Pada Rabu (3/9/2025), sejumlah mantan elite Partai Komunis Tiongkok (PKT) seperti Wen Jiabao dan Li Ruihuan hadir dalam parade militer di Beijing. Siaran langsung memperlihatkan wajah pemimpin PKT, Xi Jinping, tampak muram, dengan pidato lemah dan ekspresi penuh kegelisahan.
EtIndonesia. Pada 3 September 2025 pagi, PKT menggelar acara yang disebut sebagai “Peringatan 80 Tahun Perang Perlawanan terhadap Jepang” di Lapangan Tiananmen, Beijing. Xi Jinping menyampaikan pidato, kemudian melakukan inspeksi pasukan.
Dalam siaran CCTV, Xi terlihat dengan ekspresi tidak biasa: sering berkedip, menggelengkan kepala, wajah kusam dan muram, pidato tanpa semangat, tanpa tanda-tanda kegembiraan — seluruhnya menunjukkan raut wajah murung.

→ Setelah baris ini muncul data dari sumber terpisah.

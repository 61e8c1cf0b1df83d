use serde::{Deserialize, Deserializer, Serialize, Serializer};
use std::collections::BTreeMap;
use std::fmt::{self, Display, Formatter};
use std::str::FromStr;

/// Qualified name of a constant declaration: `<qualified type>.<field>`.
#[derive(Clone, Eq, PartialEq, Hash, Debug, PartialOrd, Ord)]
pub struct SymbolId(String);

impl SymbolId {
    pub fn new(type_name: &str, field_name: &str) -> Self {
        Self(format!("{type_name}.{field_name}"))
    }

    /// Qualified name of the declaring type.
    #[must_use]
    pub fn type_name(&self) -> &str {
        self.0.rsplit_once('.').map(|(t, _)| t).unwrap_or("")
    }

    #[must_use]
    pub fn field_name(&self) -> &str {
        self.0.rsplit_once('.').map(|(_, f)| f).unwrap_or(&self.0)
    }

    #[must_use]
    pub fn as_str(&self) -> &str {
        &self.0
    }
}

/// Returned when a symbol id has no `.` separating type and field.
#[derive(Debug, Clone, PartialEq, Eq)]
pub struct ParseSymbolIdError {
    pub input: String,
}

impl Display for ParseSymbolIdError {
    fn fmt(&self, f: &mut Formatter<'_>) -> fmt::Result {
        write!(
            f,
            "invalid symbol id '{}': expected <qualified type>.<field>",
            self.input
        )
    }
}

impl std::error::Error for ParseSymbolIdError {}

impl Display for SymbolId {
    fn fmt(&self, f: &mut Formatter<'_>) -> fmt::Result {
        f.write_str(&self.0)
    }
}

impl FromStr for SymbolId {
    type Err = ParseSymbolIdError;

    fn from_str(s: &str) -> Result<Self, Self::Err> {
        match s.rsplit_once('.') {
            Some((t, f)) if !t.is_empty() && !f.is_empty() => Ok(SymbolId(s.to_string())),
            _ => Err(ParseSymbolIdError {
                input: s.to_string(),
            }),
        }
    }
}

impl Serialize for SymbolId {
    fn serialize<S: Serializer>(&self, serializer: S) -> Result<S::Ok, S::Error> {
        serializer.serialize_str(&self.0)
    }
}

impl<'de> Deserialize<'de> for SymbolId {
    fn deserialize<D: Deserializer<'de>>(deserializer: D) -> Result<Self, D::Error> {
        let s = String::deserialize(deserializer)?;
        s.parse::<SymbolId>().map_err(serde::de::Error::custom)
    }
}

/// Compile-time value a host attached to a literal node.
#[derive(Debug, Clone, PartialEq, Serialize, Deserialize)]
#[serde(untagged)]
pub enum LiteralValue {
    Bool(bool),
    Integer(i64),
    Float(f64),
    Text(String),
}

impl Display for LiteralValue {
    fn fmt(&self, f: &mut Formatter<'_>) -> fmt::Result {
        match self {
            LiteralValue::Bool(b) => write!(f, "{b}"),
            LiteralValue::Integer(i) => write!(f, "{i}"),
            LiteralValue::Float(x) => f.write_str(&jvm_double(*x)),
            LiteralValue::Text(s) => f.write_str(s),
        }
    }
}

/// `Double.toString` rendering: plain decimal with at least one fraction
/// digit in `[1e-3, 1e7)`, `<m>.<f>E<exp>` outside it.
fn jvm_double(x: f64) -> String {
    if x.is_nan() {
        return "NaN".to_string();
    }
    if x.is_infinite() {
        return if x > 0.0 { "Infinity" } else { "-Infinity" }.to_string();
    }
    let abs = x.abs();
    if abs == 0.0 || (1e-3..1e7).contains(&abs) {
        return format!("{x:?}");
    }
    let sci = format!("{x:e}");
    match sci.split_once('e') {
        Some((mantissa, exp)) if mantissa.contains('.') => format!("{mantissa}E{exp}"),
        Some((mantissa, exp)) => format!("{mantissa}.0E{exp}"),
        None => sci,
    }
}

/// An expression as it appears in an annotation attribute or a constant initializer.
#[derive(Debug, Clone, PartialEq, Serialize, Deserialize)]
#[serde(tag = "kind", rename_all = "snake_case")]
pub enum ExpressionNode {
    /// A literal token; `value` is present when the host already folded it.
    Literal {
        raw: String,
        #[serde(default, skip_serializing_if = "Option::is_none")]
        value: Option<LiteralValue>,
    },
    /// Binary `left + right`.
    Concat {
        left: Box<ExpressionNode>,
        right: Box<ExpressionNode>,
    },
    /// N-ary `a + b + c`.
    Polyadic { operands: Vec<ExpressionNode> },
    /// A name reference; `target` is absent when the host could not resolve it.
    Reference {
        name: String,
        #[serde(default, skip_serializing_if = "Option::is_none")]
        target: Option<SymbolId>,
    },
    /// `{a, b, ...}`
    Array { elements: Vec<ExpressionNode> },
    /// Any construct the engine does not fold (calls, arithmetic, ...).
    Other { text: String },
}

impl ExpressionNode {
    /// A double-quoted string literal with its folded value.
    pub fn string(value: &str) -> Self {
        ExpressionNode::Literal {
            raw: format!("\"{value}\""),
            value: Some(LiteralValue::Text(value.to_string())),
        }
    }

    /// A literal the host did not fold; only its raw text is known.
    pub fn raw_literal(raw: &str) -> Self {
        ExpressionNode::Literal {
            raw: raw.to_string(),
            value: None,
        }
    }

    pub fn concat(left: ExpressionNode, right: ExpressionNode) -> Self {
        ExpressionNode::Concat {
            left: Box::new(left),
            right: Box::new(right),
        }
    }

    pub fn polyadic(operands: Vec<ExpressionNode>) -> Self {
        ExpressionNode::Polyadic { operands }
    }

    pub fn reference(name: &str, target: Option<SymbolId>) -> Self {
        ExpressionNode::Reference {
            name: name.to_string(),
            target,
        }
    }

    pub fn array(elements: Vec<ExpressionNode>) -> Self {
        ExpressionNode::Array { elements }
    }

    /// Source text of the node as the host would print it.
    #[must_use]
    pub fn source_text(&self) -> String {
        match self {
            ExpressionNode::Literal { raw, .. } => raw.clone(),
            ExpressionNode::Concat { left, right } => {
                format!("{} + {}", left.source_text(), right.source_text())
            }
            ExpressionNode::Polyadic { operands } => operands
                .iter()
                .map(ExpressionNode::source_text)
                .collect::<Vec<_>>()
                .join(" + "),
            ExpressionNode::Reference { name, .. } => name.clone(),
            ExpressionNode::Array { elements } => format!(
                "{{{}}}",
                elements
                    .iter()
                    .map(ExpressionNode::source_text)
                    .collect::<Vec<_>>()
                    .join(", ")
            ),
            ExpressionNode::Other { text } => text.clone(),
        }
    }
}

/// One annotation occurrence with its explicitly written attributes.
#[derive(Debug, Clone, PartialEq, Serialize, Deserialize)]
pub struct Annotation {
    pub qualified_name: String,
    #[serde(default)]
    pub attributes: BTreeMap<String, ExpressionNode>,
}

impl Annotation {
    pub fn new(qualified_name: &str) -> Self {
        Self {
            qualified_name: qualified_name.to_string(),
            attributes: BTreeMap::new(),
        }
    }

    #[must_use]
    pub fn with_attribute(mut self, name: &str, value: ExpressionNode) -> Self {
        self.attributes.insert(name.to_string(), value);
        self
    }

    #[must_use]
    pub fn attribute(&self, name: &str) -> Option<&ExpressionNode> {
        self.attributes.get(name)
    }
}

#[derive(Debug, Clone, PartialEq, Serialize, Deserialize)]
pub struct Parameter {
    pub name: String,
    /// Syntactic type as written, e.g. `Long` or `List<String>`.
    pub type_name: String,
    #[serde(default)]
    pub annotations: Vec<Annotation>,
}

impl Parameter {
    pub fn new(name: &str, type_name: &str) -> Self {
        Self {
            name: name.to_string(),
            type_name: type_name.to_string(),
            annotations: Vec::new(),
        }
    }

    #[must_use]
    pub fn with_annotation(mut self, annotation: Annotation) -> Self {
        self.annotations.push(annotation);
        self
    }

    #[must_use]
    pub fn annotation(&self, qualified_name: &str) -> Option<&Annotation> {
        self.annotations
            .iter()
            .find(|a| a.qualified_name == qualified_name)
    }
}

#[derive(Debug, Clone, PartialEq, Serialize, Deserialize)]
pub struct MethodDecl {
    pub name: String,
    #[serde(default)]
    pub parameters: Vec<Parameter>,
    #[serde(default)]
    pub annotations: Vec<Annotation>,
}

impl MethodDecl {
    pub fn new(name: &str) -> Self {
        Self {
            name: name.to_string(),
            parameters: Vec::new(),
            annotations: Vec::new(),
        }
    }

    #[must_use]
    pub fn with_parameter(mut self, parameter: Parameter) -> Self {
        self.parameters.push(parameter);
        self
    }

    #[must_use]
    pub fn with_annotation(mut self, annotation: Annotation) -> Self {
        self.annotations.push(annotation);
        self
    }
}

/// A named constant (`static final` field, `const val`, ...).
#[derive(Debug, Clone, PartialEq, Serialize, Deserialize)]
pub struct ConstantDecl {
    pub name: String,
    #[serde(default, skip_serializing_if = "Option::is_none")]
    pub initializer: Option<ExpressionNode>,
}

impl ConstantDecl {
    pub fn new(name: &str, initializer: Option<ExpressionNode>) -> Self {
        Self {
            name: name.to_string(),
            initializer,
        }
    }
}

#[derive(Debug, Clone, PartialEq, Serialize, Deserialize)]
pub struct TypeDecl {
    pub qualified_name: String,
    #[serde(default)]
    pub annotations: Vec<Annotation>,
    #[serde(default)]
    pub methods: Vec<MethodDecl>,
    #[serde(default)]
    pub constants: Vec<ConstantDecl>,
    /// Build module the type belongs to, if the host knows it.
    #[serde(default, skip_serializing_if = "Option::is_none")]
    pub module: Option<String>,
}

impl TypeDecl {
    pub fn new(qualified_name: &str) -> Self {
        Self {
            qualified_name: qualified_name.to_string(),
            annotations: Vec::new(),
            methods: Vec::new(),
            constants: Vec::new(),
            module: None,
        }
    }

    #[must_use]
    pub fn with_annotation(mut self, annotation: Annotation) -> Self {
        self.annotations.push(annotation);
        self
    }

    #[must_use]
    pub fn with_method(mut self, method: MethodDecl) -> Self {
        self.methods.push(method);
        self
    }

    #[must_use]
    pub fn with_constant(mut self, constant: ConstantDecl) -> Self {
        self.constants.push(constant);
        self
    }

    #[must_use]
    pub fn with_module(mut self, module: &str) -> Self {
        self.module = Some(module.to_string());
        self
    }

    /// Unqualified name (`com.acme.UserController` -> `UserController`).
    #[must_use]
    pub fn simple_name(&self) -> &str {
        self.qualified_name
            .rsplit('.')
            .next()
            .unwrap_or(&self.qualified_name)
    }

    #[must_use]
    pub fn constant(&self, name: &str) -> Option<&ConstantDecl> {
        self.constants.iter().find(|c| c.name == name)
    }
}

#[derive(Debug, Clone, Default, PartialEq, Serialize, Deserialize)]
pub struct SourceUnit {
    #[serde(default, skip_serializing_if = "Option::is_none")]
    pub file: Option<String>,
    #[serde(default)]
    pub types: Vec<TypeDecl>,
}

impl SourceUnit {
    pub fn new(file: Option<&str>) -> Self {
        Self {
            file: file.map(str::to_string),
            types: Vec::new(),
        }
    }

    #[must_use]
    pub fn with_type(mut self, decl: TypeDecl) -> Self {
        self.types.push(decl);
        self
    }
}

/// Snapshot of every source unit the host indexed.
#[derive(Debug, Clone, Default, PartialEq, Serialize, Deserialize)]
pub struct SyntaxTree {
    #[serde(default)]
    pub units: Vec<SourceUnit>,
}

impl SyntaxTree {
    pub fn new(units: Vec<SourceUnit>) -> Self {
        Self { units }
    }

    pub fn types(&self) -> impl Iterator<Item = &TypeDecl> {
        self.units.iter().flat_map(|u| u.types.iter())
    }

    #[must_use]
    pub fn find_type(&self, qualified_name: &str) -> Option<&TypeDecl> {
        self.types().find(|t| t.qualified_name == qualified_name)
    }
}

Hari itu, para pemimpin PKT yang masih menjabat duduk di bagian tengah tribun kehormatan, sementara kehadiran para pensiunan pejabat tinggi juga menarik perhatian publik. Yang hadir antara lain Li Ruihuan, Wen Jiabao, Jia Qinglin, Zhang Dejiang, Yu Zhengsheng, Li Zhanshu, Wang Yang, Li Lanqing, Zeng Qinghong, Wu Guanzheng, Li Changchun, He Guoqiang, Liu Yunshan, Wang Qishan, dan Zhang Gaoli — total 15 tokoh.
Namun, Hu Jintao, Zhu Rongji, Song Ping, dan Luo Gan tidak terlihat hadir. Hu Jintao yang kini berusia 82 tahun kemungkinan absen karena alasan kesehatan. Tiga tokoh lainnya juga tidak hadir karena faktor usia lanjut dan kondisi fisik yang lemah.
Baik CCTV maupun CGTN menutup kolom komentar dalam siaran langsung parade di YouTube pada 3 September.
Pada 30 September 2024, saat acara jamuan Hari Nasional di Beijing, Wen Jiabao (82 tahun) dan Li Ruihuan (90 tahun) ditempatkan di sisi kanan dan kiri Xi Jinping. Penempatan itu sempat menarik sorotan publik.
Zhu Rongji sendiri sudah pensiun dari jabatan Perdana Menteri Tiongkok sejak 2003. Dalam beberapa tahun terakhir ia jarang tampil di publik. Kemunculan terakhirnya adalah pada Oktober 2018 saat bertemu anggota Dewan Penasihat Sekolah Ekonomi dan Manajemen Universitas Tsinghua.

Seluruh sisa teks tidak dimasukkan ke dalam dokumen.